Stored items:
--

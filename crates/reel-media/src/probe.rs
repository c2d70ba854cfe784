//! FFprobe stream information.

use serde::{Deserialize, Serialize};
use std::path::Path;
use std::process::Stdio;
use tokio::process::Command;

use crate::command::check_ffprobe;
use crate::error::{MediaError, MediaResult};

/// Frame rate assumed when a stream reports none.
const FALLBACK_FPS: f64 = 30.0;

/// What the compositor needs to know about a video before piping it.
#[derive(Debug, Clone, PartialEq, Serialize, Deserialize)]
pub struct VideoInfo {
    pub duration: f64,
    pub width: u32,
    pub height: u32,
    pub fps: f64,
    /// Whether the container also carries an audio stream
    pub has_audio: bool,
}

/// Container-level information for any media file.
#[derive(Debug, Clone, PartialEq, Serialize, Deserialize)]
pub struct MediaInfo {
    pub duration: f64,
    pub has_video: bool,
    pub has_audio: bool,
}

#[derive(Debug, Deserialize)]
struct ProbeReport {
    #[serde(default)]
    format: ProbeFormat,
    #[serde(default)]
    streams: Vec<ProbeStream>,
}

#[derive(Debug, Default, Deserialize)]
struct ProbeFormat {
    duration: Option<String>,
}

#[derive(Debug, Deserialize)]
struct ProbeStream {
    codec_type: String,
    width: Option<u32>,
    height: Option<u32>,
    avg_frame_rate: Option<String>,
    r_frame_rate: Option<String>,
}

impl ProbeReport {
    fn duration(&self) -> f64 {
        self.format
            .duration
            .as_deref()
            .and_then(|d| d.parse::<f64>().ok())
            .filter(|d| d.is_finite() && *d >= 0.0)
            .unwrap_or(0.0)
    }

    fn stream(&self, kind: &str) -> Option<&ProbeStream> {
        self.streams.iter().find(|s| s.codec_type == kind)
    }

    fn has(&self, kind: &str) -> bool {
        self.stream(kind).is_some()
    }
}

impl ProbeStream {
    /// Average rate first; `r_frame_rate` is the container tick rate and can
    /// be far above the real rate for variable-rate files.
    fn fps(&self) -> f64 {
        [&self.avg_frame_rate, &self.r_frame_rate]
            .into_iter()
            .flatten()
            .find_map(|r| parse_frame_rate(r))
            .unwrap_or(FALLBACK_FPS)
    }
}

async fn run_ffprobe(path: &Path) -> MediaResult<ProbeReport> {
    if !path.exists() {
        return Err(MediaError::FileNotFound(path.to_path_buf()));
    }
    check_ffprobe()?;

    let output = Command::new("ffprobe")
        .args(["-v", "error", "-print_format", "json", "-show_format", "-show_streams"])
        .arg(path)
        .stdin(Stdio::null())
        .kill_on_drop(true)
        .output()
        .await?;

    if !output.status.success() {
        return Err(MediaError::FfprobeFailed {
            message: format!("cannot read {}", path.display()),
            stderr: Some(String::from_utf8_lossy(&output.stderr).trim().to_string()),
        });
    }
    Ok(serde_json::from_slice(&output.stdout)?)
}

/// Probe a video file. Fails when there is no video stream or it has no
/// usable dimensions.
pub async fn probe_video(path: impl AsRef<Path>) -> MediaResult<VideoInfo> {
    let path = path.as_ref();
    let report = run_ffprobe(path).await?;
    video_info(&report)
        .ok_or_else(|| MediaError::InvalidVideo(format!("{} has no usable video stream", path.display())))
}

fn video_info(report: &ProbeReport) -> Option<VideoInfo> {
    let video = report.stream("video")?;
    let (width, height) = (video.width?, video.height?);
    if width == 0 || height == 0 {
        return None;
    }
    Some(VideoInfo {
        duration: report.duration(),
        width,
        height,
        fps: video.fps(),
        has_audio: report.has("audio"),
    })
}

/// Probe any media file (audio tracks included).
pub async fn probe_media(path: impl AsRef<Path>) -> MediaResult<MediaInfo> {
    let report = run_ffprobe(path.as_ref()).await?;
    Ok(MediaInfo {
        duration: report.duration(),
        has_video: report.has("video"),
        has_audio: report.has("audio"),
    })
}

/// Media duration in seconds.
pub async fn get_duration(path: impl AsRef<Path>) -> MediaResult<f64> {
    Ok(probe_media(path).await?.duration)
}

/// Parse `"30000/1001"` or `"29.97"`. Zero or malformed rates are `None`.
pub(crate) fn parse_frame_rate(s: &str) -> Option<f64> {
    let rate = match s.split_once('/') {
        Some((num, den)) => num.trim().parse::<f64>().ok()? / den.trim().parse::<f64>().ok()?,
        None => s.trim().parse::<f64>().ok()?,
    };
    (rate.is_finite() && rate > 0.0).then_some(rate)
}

--

What is expected |
Lines with "String": find them in the data and copy each one.

Worked solution |
    duration: Option<String>,
    codec_type: String,
    avg_frame_rate: Option<String>,
    r_frame_rate: Option<String>,
            stderr: Some(String::from_utf8_lossy(&output.stderr).trim().to_string()),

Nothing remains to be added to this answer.